As of December 31, 1994, the Company had $3.8 million outstanding
under this agreement. In addition, the Company has a $1.15 million
credit capacity which is used for an irrevocable letter of credit
which secured the $1 million loan from an Irish bank due October 31,
1995. A commitment fee of 3/8% is incurred on the remaining unused
balance. Interest is at the base rate plus 1/4% and is payable
quarterly. The average balance outstanding against the remaining
capacity was $3.0 million and $1.0 million during the three month
period of 1994 and 1993, respectively.
The Company also has a term loan agreement.
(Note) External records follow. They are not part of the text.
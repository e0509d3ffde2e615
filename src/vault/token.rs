//! Authentication token types shared by both clients.

use crate::vault::common::{call, require_token};
use crate::vault::transport::{BackendRequest, Transport};
use crate::vault::SecretsError;
use serde::{Deserialize, Serialize};
use std::collections::HashMap;
use std::fmt;
use tokio::sync::RwLock;
use zeroize::{Zeroize, ZeroizeOnDrop};

/// What a token is able to do beyond plain path access.
#[derive(Debug, Clone, Copy, PartialEq, Eq, Default, Serialize, Deserialize)]
pub enum TokenKind {
    #[default]
    Plain,
    /// Bound to an identity entity; can self-issue JWTs.
    Identity,
    Root,
}

/// Bearer credential held by a client. The value never shows up in Debug
/// output and is wiped from memory on drop.
#[derive(Clone, Default, Zeroize, ZeroizeOnDrop)]
pub struct AuthToken {
    value: String,
    #[zeroize(skip)]
    kind: TokenKind,
}

impl AuthToken {
    pub fn new(value: impl Into<String>, kind: TokenKind) -> Self {
        Self {
            value: value.into(),
            kind,
        }
    }

    pub fn plain(value: impl Into<String>) -> Self {
        Self::new(value, TokenKind::Plain)
    }

    /// The bearer value. Never log the result.
    pub fn expose(&self) -> &str {
        &self.value
    }

    pub fn kind(&self) -> TokenKind {
        self.kind
    }

    pub fn is_empty(&self) -> bool {
        self.value.is_empty()
    }
}

impl fmt::Debug for AuthToken {
    fn fmt(&self, f: &mut fmt::Formatter<'_>) -> fmt::Result {
        f.debug_struct("AuthToken")
            .field("value", &"[REDACTED]")
            .field("kind", &self.kind)
            .finish()
    }
}

/// Introspection record for a token or accessor.
#[derive(Debug, Clone, Default, PartialEq, Serialize, Deserialize)]
pub struct TokenMetadata {
    #[serde(default)]
    pub accessor: String,
    #[serde(default)]
    pub policies: Vec<String>,
    /// Unix timestamp
    #[serde(default)]
    pub creation_time: i64,
    #[serde(default)]
    pub expire_time: Option<String>,
    /// Remaining TTL in seconds; 0 for tokens that never expire.
    #[serde(default)]
    pub ttl: i64,
    #[serde(default)]
    pub period: Option<i64>,
    #[serde(default)]
    pub renewable: bool,
    #[serde(default)]
    pub entity_id: String,
    #[serde(default)]
    pub path: String,
    #[serde(default)]
    pub display_name: String,
    #[serde(default)]
    pub meta: Option<HashMap<String, String>>,
}

impl TokenMetadata {
    pub fn kind(&self) -> TokenKind {
        if self.policies.iter().any(|p| p == "root") {
            TokenKind::Root
        } else if !self.entity_id.is_empty() {
            TokenKind::Identity
        } else {
            TokenKind::Plain
        }
    }
}

/// Looks up the token itself (`auth/token/lookup-self`).
pub async fn lookup_self(
    transport: &dyn Transport,
    token: &str,
) -> Result<TokenMetadata, SecretsError> {
    require_token(token)?;
    let body = call(
        transport,
        BackendRequest::get("/v1/auth/token/lookup-self").with_token(token),
    )
    .await?;
    let data = body
        .get("data")
        .cloned()
        .ok_or_else(|| SecretsError::malformed("token lookup without data"))?;
    Ok(serde_json::from_value(data)?)
}

/// Single-writer slot for the token a client currently holds.
///
/// Readers take a snapshot per request, so a replacement racing an
/// in-flight call never hands out a partially written token.
#[derive(Debug, Default)]
pub struct TokenHolder {
    current: RwLock<AuthToken>,
}

impl TokenHolder {
    pub fn new(token: AuthToken) -> Self {
        Self {
            current: RwLock::new(token),
        }
    }

    pub async fn snapshot(&self) -> AuthToken {
        self.current.read().await.clone()
    }

    pub async fn replace(&self, token: AuthToken) {
        *self.current.write().await = token;
    }
}

#[cfg(test)]
mod tests {
    use super::*;

    #[test]
    fn test_debug_redacts_value() {
        let token = AuthToken::new("hvs.very-secret", TokenKind::Identity);
        let printed = format!("{:?}", token);
        assert!(!printed.contains("very-secret"));
        assert!(printed.contains("Identity"));
    }

    #[test]
    fn test_kind_from_metadata() {
        let mut meta = TokenMetadata {
            policies: vec!["default".into()],
            ..Default::default()
        };
        assert_eq!(meta.kind(), TokenKind::Plain);
        meta.entity_id = "b5c3a0d2".into();
        assert_eq!(meta.kind(), TokenKind::Identity);
        meta.policies.push("root".into());
        assert_eq!(meta.kind(), TokenKind::Root);
    }

    #[test]
    fn test_metadata_tolerates_null_fields() {
        let meta: TokenMetadata = serde_json::from_value(serde_json::json!({
            "accessor": "acc-1",
            "policies": ["default", "app"],
            "expire_time": null,
            "meta": null,
            "ttl": 3600,
            "renewable": true
        }))
        .unwrap();
        assert_eq!(meta.accessor, "acc-1");
        assert_eq!(meta.expire_time, None);
        assert!(meta.renewable);
    }

    #[tokio::test]
    async fn test_holder_replaces_whole_token() {
        let holder = TokenHolder::new(AuthToken::plain("old"));
        let before = holder.snapshot().await;
        holder
            .replace(AuthToken::new("new", TokenKind::Identity))
            .await;
        let after = holder.snapshot().await;
        assert_eq!(before.expose(), "old");
        assert_eq!(after.expose(), "new");
        assert_eq!(after.kind(), TokenKind::Identity);
    }
}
Interest is at the base
rate plus 1/2%. Repayment terms are twenty quarterly installments of
$150,000, plus interest. The Company has available an additional
$2,000,000 which can be drawn down prior to September 30, 1995. The
repayment terms for the additional amount are interest only the first
year, followed by sixteen quarterly payments of principal plus
interest.
The Industrial Development bond interest rate is reset weekly, based
on prevailing tax-exempt money market rates, and is payable quarterly.
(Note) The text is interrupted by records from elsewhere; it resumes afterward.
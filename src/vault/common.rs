//! Common helper functions for backend operations.

use crate::vault::transport::{BackendRequest, BackendResponse, Transport};
use crate::vault::SecretsError;
use serde_json::Value;
use tracing::debug;

/// Extracts the first message of Vault's `{"errors": [..]}` body, or the
/// raw text for non-JSON error pages.
pub fn error_message(body: &Value) -> Option<String> {
    match body {
        Value::String(text) if !text.is_empty() => Some(text.clone()),
        Value::Object(_) => body
            .get("errors")
            .and_then(|v| v.as_array())
            .and_then(|errors| errors.first())
            .and_then(|msg| msg.as_str())
            .map(|msg| msg.to_string()),
        _ => None,
    }
}

/// Checks the response from the backend. If successful, returns the JSON body;
/// otherwise maps the status onto the error taxonomy.
pub fn check_response(response: BackendResponse, context: &str) -> Result<Value, SecretsError> {
    if response.is_success() {
        return Ok(response.body);
    }

    let status = response.status;
    let message = error_message(&response.body).unwrap_or_else(|| context.to_string());
    debug!("Backend returned {} for {}: {}", status, context, message);

    let err = match status {
        400 if message.contains("already initialized") => SecretsError::AlreadyInitialized,
        400 if message.contains("check-and-set") => SecretsError::Conflict(message),
        400 => SecretsError::Invalid(message),
        401 | 403 => SecretsError::Unauthorized(message),
        404 => SecretsError::NotFound(message),
        409 => SecretsError::Conflict(message),
        412 => SecretsError::PreconditionFailed(message),
        500..=599 => SecretsError::Unreachable(format!("HTTP status {}: {}", status, message)),
        _ => SecretsError::Backend(status, message),
    };
    Err(err)
}

/// Sends a request and checks the response in one step.
pub async fn call(
    transport: &dyn Transport,
    request: BackendRequest,
) -> Result<Value, SecretsError> {
    let context = request.path.clone();
    let response = transport.send(request).await?;
    check_response(response, &context)
}

/// Reads a string at a JSON pointer such as `/data/token`.
pub fn str_field(body: &Value, pointer: &str) -> Result<String, SecretsError> {
    body.pointer(pointer)
        .and_then(|v| v.as_str())
        .map(|s| s.to_string())
        .ok_or_else(|| SecretsError::malformed(format!("missing string field {}", pointer)))
}

/// Reads a list of strings at a JSON pointer; a missing field is an empty list.
pub fn string_list(body: &Value, pointer: &str) -> Vec<String> {
    body.pointer(pointer)
        .and_then(|v| v.as_array())
        .map(|items| {
            items
                .iter()
                .filter_map(|item| item.as_str().map(|s| s.to_string()))
                .collect()
        })
        .unwrap_or_default()
}

/// Rejects empty admin tokens before they reach the backend.
pub fn require_token(token: &str) -> Result<(), SecretsError> {
    if token.trim().is_empty() {
        return Err(SecretsError::Unauthorized(
            "no secret store token provided".to_string(),
        ));
    }
    Ok(())
}

/// Rejects empty names (mount points, usernames, role names, ...).
pub fn require_name(value: &str, what: &str) -> Result<(), SecretsError> {
    if value.trim().is_empty() {
        return Err(SecretsError::Invalid(format!("{} must not be empty", what)));
    }
    Ok(())
}

/// Requires `value` to be a single URL path segment, so it cannot move a
/// request to another endpoint.
pub fn require_segment(value: &str, what: &str) -> Result<(), SecretsError> {
    require_name(value, what)?;
    if value == "." || value == ".." || value.contains(['/', '\\', '?', '#', '%']) {
        return Err(SecretsError::Invalid(format!(
            "{} '{}' is not a single path segment",
            what, value
        )));
    }
    Ok(())
}

/// Normalizes a mount point to the "name/" form used as key in the mount tables.
pub fn mount_key(mount_point: &str) -> String {
    format!("{}/", mount_point.trim_matches('/'))
}

/// Parses a duration string such as "30s", "15m", "1h", "768h" or a plain
/// number of seconds.
pub fn parse_ttl(ttl: &str) -> Option<u64> {
    let ttl = ttl.trim();
    if ttl.is_empty() {
        return None;
    }
    if let Ok(seconds) = ttl.parse::<u64>() {
        return Some(seconds);
    }
    let (split, _) = ttl.char_indices().last()?;
    let (number, unit) = ttl.split_at(split);
    let number: u64 = number.parse().ok()?;
    let scale = match unit {
        "s" => 1,
        "m" => 60,
        "h" => 3600,
        "d" => 86400,
        _ => return None,
    };
    number.checked_mul(scale)
}

#[cfg(test)]
mod tests {
    use super::*;
    use crate::vault::ErrorKind;
    use serde_json::json;

    fn failing(status: u16, body: Value) -> ErrorKind {
        check_response(BackendResponse::new(status, body), "/v1/test")
            .unwrap_err()
            .kind()
    }

    #[test]
    fn test_status_mapping() {
        assert_eq!(failing(403, json!({"errors": ["permission denied"]})), ErrorKind::Unauthorized);
        assert_eq!(failing(404, json!({"errors": []})), ErrorKind::NotFound);
        assert_eq!(failing(400, json!({"errors": ["missing key"]})), ErrorKind::Invalid);
        assert_eq!(
            failing(400, json!({"errors": ["Vault is already initialized"]})),
            ErrorKind::AlreadyInitialized
        );
        assert_eq!(
            failing(400, json!({"errors": ["check-and-set parameter did not match the current version"]})),
            ErrorKind::Conflict
        );
        assert_eq!(failing(503, json!({"errors": ["Vault is sealed"]})), ErrorKind::Unreachable);
        assert_eq!(failing(418, json!({})), ErrorKind::Backend);
    }

    #[test]
    fn test_message_falls_back_to_context() {
        let err = check_response(BackendResponse::new(404, json!({"errors": []})), "/v1/secret/x")
            .unwrap_err();
        assert_eq!(err.to_string(), "Not found: /v1/secret/x");
    }

    #[test]
    fn test_field_helpers() {
        let body = json!({"data": {"token": "abc", "keys": ["a", "b", 3]}});
        assert_eq!(str_field(&body, "/data/token").unwrap(), "abc");
        assert!(str_field(&body, "/data/missing").is_err());
        assert_eq!(string_list(&body, "/data/keys"), vec!["a", "b"]);
        assert!(string_list(&body, "/data/none").is_empty());
    }

    #[test]
    fn test_parse_ttl() {
        assert_eq!(parse_ttl("3600"), Some(3600));
        assert_eq!(parse_ttl("30s"), Some(30));
        assert_eq!(parse_ttl("15m"), Some(900));
        assert_eq!(parse_ttl("768h"), Some(768 * 3600));
        assert_eq!(parse_ttl("1w"), None);
        assert_eq!(parse_ttl(""), None);
    }

    #[test]
    fn test_parse_ttl_rejects_overflow() {
        assert_eq!(parse_ttl("10000000000000000h"), None);
        assert_eq!(parse_ttl("300000000000000000d"), None);
        assert_eq!(parse_ttl("5124095576030431h"), Some(5124095576030431 * 3600));
    }

    #[test]
    fn test_require_segment() {
        assert!(require_segment("core-data", "service key").is_ok());
        assert!(require_segment("core.data", "service key").is_ok());
        for bad in ["", "..", ".", "../../sys/mounts", "a/b", "a?list=true", "a%2F..", "a#b"] {
            let err = require_segment(bad, "service key").unwrap_err();
            assert_eq!(err.kind(), ErrorKind::Invalid, "{}", bad);
        }
    }

    #[test]
    fn test_mount_key_normalization() {
        assert_eq!(mount_key("secret"), "secret/");
        assert_eq!(mount_key("/consul/"), "consul/");
    }
}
Principal is payable in quarterly installments of $75,000 through May
1, 1996, becoming $100,000 quarterly thereafter, with the final
balance due on May 1, 2002. The bonds are secured by the property and
equipment of the facility, and backed by an irrevocable bank letter of
credit which expires on May 1, 1996.
The revolving credit, term loan and Industrial Development bonds are
secured by the Company's domestic accounts receivable, inventory and
equipment.
Among other covenants, the Company is required to maintain a minimum
tangible net worth (as defined) of $19.8 million, increasing by 50% of
net income subsequent to September 30, 1993. At December 31, 1994,
tangible net worth was $21.7 million.
As part of the acquisition of Selectrons, Ltd., the seller provided
financing in the form of unsecured installment notes. These notes
bear interest at the base rate plus 1/2%, payable and adjustable
quarterly. Principal is payable in annual installments of
approximately $1 million, commencing July 1, 1993.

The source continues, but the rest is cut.